▶ Work to be completed
Should a line below contain the word "eprintln", report it.

[Stored entries]

BEGIN

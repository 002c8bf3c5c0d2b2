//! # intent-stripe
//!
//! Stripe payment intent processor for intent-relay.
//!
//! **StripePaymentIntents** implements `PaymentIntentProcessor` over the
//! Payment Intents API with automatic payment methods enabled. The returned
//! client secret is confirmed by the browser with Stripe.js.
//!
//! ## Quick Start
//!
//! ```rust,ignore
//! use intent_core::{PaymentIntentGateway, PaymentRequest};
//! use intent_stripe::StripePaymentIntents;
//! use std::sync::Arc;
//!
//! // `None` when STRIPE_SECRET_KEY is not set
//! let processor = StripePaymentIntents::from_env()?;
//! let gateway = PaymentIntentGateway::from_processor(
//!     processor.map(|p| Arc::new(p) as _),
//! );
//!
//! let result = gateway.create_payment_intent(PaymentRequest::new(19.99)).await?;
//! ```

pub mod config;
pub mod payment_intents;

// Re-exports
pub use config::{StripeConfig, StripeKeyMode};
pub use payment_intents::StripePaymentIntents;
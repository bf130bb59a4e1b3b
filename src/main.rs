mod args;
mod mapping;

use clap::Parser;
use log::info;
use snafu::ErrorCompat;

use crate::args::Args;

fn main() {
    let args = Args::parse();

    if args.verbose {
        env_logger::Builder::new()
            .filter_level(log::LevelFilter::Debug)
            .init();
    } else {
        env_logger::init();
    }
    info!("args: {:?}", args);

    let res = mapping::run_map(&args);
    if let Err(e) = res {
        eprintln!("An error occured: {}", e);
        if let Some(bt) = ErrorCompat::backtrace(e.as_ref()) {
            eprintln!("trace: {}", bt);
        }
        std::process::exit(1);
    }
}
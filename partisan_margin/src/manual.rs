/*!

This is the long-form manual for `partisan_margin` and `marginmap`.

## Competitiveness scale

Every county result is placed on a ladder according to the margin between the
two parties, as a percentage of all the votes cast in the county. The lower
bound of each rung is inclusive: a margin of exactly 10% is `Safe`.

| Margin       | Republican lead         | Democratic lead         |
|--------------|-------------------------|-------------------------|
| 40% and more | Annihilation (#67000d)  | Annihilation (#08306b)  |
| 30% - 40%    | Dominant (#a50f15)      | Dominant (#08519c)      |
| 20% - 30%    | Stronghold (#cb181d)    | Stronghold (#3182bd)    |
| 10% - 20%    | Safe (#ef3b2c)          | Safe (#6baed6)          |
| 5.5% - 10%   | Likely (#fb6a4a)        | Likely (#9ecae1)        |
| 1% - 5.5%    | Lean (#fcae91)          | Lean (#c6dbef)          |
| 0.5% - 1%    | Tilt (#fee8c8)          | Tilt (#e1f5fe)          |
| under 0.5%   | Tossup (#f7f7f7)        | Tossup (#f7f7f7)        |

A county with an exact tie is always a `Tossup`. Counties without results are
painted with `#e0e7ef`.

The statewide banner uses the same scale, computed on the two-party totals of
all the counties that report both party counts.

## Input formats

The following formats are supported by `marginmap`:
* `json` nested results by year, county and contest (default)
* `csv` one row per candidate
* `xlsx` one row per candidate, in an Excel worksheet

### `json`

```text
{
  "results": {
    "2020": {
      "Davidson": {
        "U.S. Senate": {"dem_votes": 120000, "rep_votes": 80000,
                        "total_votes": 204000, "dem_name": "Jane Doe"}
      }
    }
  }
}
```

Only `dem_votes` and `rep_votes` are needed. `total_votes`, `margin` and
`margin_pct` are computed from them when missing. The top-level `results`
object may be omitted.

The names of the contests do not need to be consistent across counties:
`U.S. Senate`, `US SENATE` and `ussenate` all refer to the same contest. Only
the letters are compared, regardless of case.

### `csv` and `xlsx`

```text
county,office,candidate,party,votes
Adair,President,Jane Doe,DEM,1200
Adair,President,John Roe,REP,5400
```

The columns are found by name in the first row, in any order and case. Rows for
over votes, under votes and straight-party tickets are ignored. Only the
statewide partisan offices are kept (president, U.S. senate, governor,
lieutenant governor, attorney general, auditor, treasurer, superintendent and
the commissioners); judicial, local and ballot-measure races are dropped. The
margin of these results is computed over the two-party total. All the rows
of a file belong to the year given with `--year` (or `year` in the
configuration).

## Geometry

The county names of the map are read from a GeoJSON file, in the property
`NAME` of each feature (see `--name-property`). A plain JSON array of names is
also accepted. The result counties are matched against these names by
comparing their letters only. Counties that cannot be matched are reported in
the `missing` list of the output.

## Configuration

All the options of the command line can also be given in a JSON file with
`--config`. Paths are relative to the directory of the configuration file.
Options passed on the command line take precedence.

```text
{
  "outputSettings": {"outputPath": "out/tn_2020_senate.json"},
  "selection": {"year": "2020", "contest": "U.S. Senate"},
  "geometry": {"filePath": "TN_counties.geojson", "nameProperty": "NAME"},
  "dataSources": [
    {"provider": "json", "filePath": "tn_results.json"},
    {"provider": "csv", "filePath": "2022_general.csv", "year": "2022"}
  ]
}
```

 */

END

▶ Worked solution
        eprintln!("An error occured: {}", e);
            eprintln!("trace: {}", bt);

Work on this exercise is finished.